⟨

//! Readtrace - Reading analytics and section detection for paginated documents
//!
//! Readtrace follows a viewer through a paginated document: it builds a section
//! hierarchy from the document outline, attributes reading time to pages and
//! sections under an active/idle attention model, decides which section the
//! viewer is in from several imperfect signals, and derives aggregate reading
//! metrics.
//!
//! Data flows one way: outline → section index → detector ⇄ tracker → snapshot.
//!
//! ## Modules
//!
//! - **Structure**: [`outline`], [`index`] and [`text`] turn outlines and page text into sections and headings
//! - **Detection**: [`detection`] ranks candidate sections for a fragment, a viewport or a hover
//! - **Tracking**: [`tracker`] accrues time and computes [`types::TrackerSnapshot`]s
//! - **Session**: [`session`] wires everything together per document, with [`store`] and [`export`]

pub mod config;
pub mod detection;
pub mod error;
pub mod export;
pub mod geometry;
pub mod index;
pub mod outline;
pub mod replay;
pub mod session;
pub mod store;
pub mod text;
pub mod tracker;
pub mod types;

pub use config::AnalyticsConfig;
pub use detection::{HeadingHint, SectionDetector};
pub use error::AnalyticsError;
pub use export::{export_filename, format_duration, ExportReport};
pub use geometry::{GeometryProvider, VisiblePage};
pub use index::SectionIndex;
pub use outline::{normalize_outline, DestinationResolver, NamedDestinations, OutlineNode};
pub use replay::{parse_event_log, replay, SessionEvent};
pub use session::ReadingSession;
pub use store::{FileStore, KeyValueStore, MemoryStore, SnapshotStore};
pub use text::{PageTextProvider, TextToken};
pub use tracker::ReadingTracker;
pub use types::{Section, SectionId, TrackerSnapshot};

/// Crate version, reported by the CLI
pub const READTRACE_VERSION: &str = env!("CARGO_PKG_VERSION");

⟩
⟨

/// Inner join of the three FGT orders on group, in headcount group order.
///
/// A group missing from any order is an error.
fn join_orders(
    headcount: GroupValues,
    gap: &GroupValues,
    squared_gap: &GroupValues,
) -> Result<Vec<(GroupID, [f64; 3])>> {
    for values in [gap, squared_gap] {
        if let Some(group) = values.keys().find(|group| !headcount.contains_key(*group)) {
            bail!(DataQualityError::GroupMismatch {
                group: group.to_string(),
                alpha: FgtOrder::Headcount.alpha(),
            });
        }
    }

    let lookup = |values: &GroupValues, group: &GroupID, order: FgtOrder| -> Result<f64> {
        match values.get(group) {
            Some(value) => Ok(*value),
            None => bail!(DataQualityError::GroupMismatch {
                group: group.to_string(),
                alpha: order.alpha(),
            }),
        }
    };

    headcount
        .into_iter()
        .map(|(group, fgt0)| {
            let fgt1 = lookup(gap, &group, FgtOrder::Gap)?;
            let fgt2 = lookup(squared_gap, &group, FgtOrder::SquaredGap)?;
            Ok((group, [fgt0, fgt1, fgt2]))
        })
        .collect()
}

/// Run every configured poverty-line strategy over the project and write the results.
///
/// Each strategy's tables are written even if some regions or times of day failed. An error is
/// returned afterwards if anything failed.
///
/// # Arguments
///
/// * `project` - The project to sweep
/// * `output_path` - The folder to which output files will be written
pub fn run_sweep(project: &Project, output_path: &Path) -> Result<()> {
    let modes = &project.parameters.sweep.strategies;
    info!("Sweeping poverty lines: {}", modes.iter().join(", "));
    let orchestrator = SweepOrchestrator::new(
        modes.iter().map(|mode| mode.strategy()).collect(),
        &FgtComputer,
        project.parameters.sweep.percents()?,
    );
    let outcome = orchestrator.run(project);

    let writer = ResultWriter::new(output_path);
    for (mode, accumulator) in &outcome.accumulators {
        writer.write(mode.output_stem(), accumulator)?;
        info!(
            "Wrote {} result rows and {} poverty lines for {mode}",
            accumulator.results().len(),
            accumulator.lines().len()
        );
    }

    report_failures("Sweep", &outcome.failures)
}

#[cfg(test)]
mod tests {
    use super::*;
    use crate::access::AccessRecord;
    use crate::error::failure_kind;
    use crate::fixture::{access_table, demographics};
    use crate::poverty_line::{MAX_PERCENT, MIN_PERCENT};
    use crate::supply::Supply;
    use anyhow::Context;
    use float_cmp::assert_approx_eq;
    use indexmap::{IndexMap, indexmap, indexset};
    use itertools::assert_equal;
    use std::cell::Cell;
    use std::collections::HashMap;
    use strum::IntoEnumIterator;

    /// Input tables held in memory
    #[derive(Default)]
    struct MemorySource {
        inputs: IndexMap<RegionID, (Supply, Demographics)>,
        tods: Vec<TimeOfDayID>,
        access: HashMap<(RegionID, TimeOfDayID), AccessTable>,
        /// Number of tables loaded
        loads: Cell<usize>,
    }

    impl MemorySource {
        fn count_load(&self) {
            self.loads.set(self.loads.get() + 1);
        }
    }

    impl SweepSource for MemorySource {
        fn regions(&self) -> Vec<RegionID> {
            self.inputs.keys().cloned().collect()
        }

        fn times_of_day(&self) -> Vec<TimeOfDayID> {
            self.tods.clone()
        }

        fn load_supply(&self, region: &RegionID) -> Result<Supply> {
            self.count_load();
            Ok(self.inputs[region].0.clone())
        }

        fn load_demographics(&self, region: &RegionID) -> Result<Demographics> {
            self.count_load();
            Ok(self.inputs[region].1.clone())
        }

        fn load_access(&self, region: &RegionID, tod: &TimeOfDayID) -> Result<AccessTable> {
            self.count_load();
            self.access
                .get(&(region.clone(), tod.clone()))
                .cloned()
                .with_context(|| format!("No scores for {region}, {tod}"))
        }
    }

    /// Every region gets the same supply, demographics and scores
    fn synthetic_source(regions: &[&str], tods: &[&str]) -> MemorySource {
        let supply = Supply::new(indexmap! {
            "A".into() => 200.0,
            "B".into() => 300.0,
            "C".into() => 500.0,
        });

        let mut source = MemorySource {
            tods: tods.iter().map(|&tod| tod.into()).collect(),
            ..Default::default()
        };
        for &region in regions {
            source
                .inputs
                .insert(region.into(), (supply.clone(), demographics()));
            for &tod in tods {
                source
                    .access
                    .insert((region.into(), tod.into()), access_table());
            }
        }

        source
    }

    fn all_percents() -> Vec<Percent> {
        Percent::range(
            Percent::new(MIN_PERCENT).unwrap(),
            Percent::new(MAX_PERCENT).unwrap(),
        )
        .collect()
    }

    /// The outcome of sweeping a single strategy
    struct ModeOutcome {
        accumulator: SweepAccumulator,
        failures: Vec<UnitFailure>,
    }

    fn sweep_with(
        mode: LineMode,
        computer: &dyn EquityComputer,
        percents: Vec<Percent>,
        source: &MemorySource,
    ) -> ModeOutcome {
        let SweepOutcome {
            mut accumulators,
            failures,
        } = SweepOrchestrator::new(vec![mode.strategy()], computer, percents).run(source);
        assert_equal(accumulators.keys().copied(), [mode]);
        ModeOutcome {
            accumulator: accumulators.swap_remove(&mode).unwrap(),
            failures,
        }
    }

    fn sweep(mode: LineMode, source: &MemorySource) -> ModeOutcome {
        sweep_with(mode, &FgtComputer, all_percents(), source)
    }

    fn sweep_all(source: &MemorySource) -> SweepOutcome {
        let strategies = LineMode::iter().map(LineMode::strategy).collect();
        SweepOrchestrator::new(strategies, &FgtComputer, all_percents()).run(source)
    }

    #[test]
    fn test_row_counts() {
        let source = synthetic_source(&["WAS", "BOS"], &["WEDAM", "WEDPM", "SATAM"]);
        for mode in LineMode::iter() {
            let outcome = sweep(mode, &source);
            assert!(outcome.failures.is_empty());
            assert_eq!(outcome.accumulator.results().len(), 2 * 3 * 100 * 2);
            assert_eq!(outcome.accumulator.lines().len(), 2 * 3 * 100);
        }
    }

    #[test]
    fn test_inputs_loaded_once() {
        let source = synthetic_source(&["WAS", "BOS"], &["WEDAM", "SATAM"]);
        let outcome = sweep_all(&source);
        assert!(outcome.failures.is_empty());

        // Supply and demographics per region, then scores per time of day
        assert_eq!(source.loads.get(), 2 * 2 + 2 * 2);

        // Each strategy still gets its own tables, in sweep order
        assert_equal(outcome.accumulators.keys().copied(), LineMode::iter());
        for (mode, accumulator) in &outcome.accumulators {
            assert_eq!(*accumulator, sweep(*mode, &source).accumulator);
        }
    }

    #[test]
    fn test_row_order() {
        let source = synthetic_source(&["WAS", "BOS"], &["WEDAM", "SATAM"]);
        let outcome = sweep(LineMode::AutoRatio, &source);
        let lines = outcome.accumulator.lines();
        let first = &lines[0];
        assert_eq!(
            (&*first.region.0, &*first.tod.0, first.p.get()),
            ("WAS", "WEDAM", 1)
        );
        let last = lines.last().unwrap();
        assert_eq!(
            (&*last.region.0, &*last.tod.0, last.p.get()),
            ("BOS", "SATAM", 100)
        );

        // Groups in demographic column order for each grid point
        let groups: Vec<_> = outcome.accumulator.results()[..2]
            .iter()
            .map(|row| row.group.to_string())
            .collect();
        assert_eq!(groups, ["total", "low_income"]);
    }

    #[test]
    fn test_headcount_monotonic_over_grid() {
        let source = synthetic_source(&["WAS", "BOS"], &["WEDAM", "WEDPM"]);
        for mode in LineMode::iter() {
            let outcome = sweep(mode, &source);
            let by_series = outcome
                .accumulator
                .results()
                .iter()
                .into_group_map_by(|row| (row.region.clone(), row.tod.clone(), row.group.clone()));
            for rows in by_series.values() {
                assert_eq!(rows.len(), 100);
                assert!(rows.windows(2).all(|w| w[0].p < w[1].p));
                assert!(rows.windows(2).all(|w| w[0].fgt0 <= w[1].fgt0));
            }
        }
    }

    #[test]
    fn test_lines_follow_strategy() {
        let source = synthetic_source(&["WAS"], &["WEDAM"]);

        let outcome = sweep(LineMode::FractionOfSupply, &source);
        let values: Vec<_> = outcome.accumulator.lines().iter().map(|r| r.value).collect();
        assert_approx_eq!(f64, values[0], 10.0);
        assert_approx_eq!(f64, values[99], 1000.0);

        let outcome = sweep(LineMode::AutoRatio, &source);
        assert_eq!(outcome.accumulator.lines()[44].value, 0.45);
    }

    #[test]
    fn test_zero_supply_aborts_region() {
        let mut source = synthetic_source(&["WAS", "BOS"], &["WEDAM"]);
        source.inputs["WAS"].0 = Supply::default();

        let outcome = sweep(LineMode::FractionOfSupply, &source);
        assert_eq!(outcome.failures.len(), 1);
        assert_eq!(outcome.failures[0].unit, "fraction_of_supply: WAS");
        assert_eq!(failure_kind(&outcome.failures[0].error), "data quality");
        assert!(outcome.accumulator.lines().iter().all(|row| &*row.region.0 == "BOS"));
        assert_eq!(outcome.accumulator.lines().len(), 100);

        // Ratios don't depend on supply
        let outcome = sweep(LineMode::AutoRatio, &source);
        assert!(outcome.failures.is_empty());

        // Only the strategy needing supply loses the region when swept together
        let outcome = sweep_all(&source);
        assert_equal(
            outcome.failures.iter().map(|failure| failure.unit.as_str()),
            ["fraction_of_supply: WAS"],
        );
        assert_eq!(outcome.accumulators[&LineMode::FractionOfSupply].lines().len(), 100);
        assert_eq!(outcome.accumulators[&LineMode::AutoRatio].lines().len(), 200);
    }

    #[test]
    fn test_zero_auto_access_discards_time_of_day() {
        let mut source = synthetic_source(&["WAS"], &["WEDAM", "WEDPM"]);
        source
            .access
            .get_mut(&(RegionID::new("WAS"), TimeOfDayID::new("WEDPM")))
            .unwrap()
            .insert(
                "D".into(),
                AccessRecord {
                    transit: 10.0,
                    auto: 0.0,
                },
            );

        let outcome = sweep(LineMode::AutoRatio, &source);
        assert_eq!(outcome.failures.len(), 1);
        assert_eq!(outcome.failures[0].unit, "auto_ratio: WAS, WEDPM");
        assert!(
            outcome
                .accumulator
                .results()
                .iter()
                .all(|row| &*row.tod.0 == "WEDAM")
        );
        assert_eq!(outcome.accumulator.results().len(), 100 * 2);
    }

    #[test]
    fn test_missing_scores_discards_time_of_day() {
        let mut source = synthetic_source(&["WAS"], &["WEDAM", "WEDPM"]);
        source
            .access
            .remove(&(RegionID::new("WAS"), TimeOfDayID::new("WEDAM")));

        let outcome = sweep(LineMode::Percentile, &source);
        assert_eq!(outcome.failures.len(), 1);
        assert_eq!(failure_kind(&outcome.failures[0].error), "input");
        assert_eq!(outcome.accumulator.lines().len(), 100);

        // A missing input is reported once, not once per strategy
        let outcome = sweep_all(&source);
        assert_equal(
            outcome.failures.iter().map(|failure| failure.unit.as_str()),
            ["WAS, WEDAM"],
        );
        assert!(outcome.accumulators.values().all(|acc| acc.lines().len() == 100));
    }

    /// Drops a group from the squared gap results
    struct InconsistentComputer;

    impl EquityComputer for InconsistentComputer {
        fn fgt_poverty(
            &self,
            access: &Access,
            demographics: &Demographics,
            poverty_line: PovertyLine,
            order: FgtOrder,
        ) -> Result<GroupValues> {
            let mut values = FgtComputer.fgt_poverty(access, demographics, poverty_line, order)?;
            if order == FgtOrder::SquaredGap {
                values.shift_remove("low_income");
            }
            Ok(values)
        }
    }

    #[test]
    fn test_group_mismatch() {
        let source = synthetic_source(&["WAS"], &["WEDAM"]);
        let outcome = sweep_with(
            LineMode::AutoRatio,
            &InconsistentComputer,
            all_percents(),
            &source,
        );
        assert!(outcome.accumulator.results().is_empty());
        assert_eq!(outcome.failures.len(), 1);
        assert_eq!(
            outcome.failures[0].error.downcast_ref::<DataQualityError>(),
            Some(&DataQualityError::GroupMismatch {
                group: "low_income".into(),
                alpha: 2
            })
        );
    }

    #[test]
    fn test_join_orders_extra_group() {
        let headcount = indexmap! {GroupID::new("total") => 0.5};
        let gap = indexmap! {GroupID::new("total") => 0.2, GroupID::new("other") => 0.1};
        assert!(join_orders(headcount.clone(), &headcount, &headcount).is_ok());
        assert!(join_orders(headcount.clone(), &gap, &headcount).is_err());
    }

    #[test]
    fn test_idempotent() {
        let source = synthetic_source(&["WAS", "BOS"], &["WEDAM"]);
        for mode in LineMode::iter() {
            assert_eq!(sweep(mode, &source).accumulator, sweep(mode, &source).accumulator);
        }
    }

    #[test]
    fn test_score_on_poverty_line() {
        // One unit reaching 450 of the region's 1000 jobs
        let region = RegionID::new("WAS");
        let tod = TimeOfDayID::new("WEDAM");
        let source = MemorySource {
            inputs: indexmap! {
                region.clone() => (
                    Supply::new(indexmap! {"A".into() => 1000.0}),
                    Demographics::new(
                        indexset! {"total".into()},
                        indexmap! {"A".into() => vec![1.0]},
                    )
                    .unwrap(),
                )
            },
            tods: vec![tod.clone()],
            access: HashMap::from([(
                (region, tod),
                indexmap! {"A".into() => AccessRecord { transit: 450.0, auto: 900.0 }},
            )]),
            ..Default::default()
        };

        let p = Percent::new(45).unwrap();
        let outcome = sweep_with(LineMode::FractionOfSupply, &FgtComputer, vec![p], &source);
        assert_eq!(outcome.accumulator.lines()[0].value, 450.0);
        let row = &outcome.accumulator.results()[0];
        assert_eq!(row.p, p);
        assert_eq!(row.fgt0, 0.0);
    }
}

⟩

**AIM OF THE EXERCISE:** Find the word "InconsistentComputer" in the entries above and gather every line that holds it.

**RESPONSE BELOW:**
    struct InconsistentComputer;
    impl EquityComputer for InconsistentComputer {
            &InconsistentComputer,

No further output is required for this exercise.